(Dataset entries)
((

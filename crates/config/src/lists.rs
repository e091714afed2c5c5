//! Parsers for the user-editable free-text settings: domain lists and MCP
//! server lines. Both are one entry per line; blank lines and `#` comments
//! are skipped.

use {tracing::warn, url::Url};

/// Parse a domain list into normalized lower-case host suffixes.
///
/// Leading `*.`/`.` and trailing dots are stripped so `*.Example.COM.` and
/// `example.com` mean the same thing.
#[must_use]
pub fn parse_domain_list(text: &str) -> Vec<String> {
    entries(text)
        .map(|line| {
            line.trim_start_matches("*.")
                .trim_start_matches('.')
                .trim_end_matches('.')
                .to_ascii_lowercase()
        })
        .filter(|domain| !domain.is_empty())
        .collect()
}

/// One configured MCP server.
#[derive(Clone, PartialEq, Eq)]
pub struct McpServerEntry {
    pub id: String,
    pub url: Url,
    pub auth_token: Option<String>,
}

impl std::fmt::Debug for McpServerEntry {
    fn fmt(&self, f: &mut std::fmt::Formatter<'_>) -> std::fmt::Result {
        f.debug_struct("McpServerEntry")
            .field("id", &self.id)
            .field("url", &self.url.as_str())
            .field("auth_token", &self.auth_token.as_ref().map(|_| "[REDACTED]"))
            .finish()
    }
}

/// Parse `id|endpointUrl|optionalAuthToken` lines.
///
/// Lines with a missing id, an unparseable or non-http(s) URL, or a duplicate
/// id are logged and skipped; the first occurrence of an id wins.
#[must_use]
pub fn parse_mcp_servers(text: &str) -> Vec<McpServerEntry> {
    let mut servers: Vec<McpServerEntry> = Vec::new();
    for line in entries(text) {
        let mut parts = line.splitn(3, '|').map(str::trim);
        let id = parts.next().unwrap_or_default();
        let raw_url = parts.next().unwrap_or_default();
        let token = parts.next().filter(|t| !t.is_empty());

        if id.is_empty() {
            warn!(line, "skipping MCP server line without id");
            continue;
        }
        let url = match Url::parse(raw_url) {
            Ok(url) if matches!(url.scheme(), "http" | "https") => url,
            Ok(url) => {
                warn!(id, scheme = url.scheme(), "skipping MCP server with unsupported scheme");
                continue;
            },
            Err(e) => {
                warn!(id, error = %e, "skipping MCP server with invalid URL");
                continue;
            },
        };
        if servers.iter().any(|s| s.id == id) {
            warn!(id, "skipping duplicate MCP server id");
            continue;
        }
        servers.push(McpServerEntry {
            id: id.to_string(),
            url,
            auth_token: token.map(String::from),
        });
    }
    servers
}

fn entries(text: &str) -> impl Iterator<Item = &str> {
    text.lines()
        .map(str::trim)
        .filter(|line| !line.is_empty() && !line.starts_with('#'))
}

))
((

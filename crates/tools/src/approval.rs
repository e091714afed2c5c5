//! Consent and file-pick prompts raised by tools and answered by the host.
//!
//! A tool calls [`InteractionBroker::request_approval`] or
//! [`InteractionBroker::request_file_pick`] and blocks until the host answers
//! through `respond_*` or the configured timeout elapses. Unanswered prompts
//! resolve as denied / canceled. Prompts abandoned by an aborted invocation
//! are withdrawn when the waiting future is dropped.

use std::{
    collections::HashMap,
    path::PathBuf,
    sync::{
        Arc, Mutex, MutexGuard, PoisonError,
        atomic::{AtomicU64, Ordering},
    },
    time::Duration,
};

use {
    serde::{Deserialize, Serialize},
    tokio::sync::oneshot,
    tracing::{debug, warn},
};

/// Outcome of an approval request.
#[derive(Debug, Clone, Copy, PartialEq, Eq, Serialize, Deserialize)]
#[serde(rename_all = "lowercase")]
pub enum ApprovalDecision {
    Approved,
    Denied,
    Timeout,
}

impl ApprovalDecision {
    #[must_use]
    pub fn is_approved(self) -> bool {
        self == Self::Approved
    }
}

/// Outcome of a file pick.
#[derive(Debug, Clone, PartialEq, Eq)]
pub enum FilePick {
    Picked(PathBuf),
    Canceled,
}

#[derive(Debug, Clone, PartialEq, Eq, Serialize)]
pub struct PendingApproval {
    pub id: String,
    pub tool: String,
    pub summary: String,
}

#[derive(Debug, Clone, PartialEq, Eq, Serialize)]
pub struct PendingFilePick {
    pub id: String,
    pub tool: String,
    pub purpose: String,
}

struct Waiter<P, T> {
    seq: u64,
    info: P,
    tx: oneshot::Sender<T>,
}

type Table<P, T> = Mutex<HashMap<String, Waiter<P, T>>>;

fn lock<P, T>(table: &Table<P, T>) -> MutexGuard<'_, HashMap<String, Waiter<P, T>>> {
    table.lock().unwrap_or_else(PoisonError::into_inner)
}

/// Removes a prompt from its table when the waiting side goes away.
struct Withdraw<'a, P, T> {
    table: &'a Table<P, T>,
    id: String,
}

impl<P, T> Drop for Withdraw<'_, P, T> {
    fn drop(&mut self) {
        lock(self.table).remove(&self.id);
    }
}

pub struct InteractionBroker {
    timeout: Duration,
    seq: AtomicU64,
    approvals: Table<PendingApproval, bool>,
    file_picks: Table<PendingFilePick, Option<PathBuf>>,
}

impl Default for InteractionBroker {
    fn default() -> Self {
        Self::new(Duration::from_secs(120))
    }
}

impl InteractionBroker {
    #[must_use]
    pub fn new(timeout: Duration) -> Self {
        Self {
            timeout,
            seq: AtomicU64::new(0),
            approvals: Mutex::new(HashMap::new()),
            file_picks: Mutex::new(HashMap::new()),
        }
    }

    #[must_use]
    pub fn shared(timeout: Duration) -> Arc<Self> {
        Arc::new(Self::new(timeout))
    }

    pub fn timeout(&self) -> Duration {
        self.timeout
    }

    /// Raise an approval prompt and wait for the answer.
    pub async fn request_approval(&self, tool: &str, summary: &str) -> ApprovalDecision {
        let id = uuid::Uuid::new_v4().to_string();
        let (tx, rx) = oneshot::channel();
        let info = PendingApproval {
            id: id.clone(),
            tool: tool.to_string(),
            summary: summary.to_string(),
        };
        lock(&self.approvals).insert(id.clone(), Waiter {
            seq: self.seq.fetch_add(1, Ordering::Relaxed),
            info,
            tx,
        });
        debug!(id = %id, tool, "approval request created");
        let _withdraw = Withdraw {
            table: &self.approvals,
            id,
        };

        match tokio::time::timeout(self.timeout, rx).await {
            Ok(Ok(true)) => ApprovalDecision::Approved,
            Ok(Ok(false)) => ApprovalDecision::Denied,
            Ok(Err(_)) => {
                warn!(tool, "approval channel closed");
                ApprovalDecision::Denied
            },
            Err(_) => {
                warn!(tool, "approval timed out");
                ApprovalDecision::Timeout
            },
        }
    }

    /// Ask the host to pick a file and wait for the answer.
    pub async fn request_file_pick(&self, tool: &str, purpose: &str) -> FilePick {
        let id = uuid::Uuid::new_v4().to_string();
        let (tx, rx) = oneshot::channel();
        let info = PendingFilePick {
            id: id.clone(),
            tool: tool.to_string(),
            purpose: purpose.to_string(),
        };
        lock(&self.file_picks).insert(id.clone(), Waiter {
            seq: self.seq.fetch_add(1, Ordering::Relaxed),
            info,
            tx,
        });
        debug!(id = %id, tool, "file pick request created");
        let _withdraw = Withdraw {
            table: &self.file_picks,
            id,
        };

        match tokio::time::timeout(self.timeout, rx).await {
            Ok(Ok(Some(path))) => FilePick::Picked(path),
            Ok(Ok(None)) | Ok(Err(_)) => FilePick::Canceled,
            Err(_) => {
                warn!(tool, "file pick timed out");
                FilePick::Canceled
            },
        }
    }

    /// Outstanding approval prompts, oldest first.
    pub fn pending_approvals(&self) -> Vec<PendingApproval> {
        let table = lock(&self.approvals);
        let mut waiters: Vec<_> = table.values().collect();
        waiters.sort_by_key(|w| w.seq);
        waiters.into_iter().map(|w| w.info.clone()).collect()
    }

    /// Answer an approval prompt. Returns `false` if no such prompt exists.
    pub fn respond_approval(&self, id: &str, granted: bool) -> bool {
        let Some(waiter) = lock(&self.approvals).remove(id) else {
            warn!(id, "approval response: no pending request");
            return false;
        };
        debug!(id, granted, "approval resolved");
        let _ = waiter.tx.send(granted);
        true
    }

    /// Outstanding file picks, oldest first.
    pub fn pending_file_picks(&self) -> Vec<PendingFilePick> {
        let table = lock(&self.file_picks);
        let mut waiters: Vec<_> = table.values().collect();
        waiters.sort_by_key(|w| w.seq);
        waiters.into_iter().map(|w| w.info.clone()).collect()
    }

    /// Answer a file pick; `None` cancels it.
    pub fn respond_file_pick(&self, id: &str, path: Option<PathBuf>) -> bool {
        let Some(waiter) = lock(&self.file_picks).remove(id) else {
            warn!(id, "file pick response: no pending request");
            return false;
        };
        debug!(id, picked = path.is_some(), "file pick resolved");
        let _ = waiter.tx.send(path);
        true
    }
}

))

● Work request
Return exactly the lines above from the line that has "fn drop(&mut self)" through the line that has "Self::new(Duration::from_secs(120))", inclusive, and nothing else.

● Output of the task
    fn drop(&mut self) {
        lock(self.table).remove(&self.id);
    }
}

pub struct InteractionBroker {
    timeout: Duration,
    seq: AtomicU64,
    approvals: Table<PendingApproval, bool>,
    file_picks: Table<PendingFilePick, Option<PathBuf>>,
}

impl Default for InteractionBroker {
    fn default() -> Self {
        Self::new(Duration::from_secs(120))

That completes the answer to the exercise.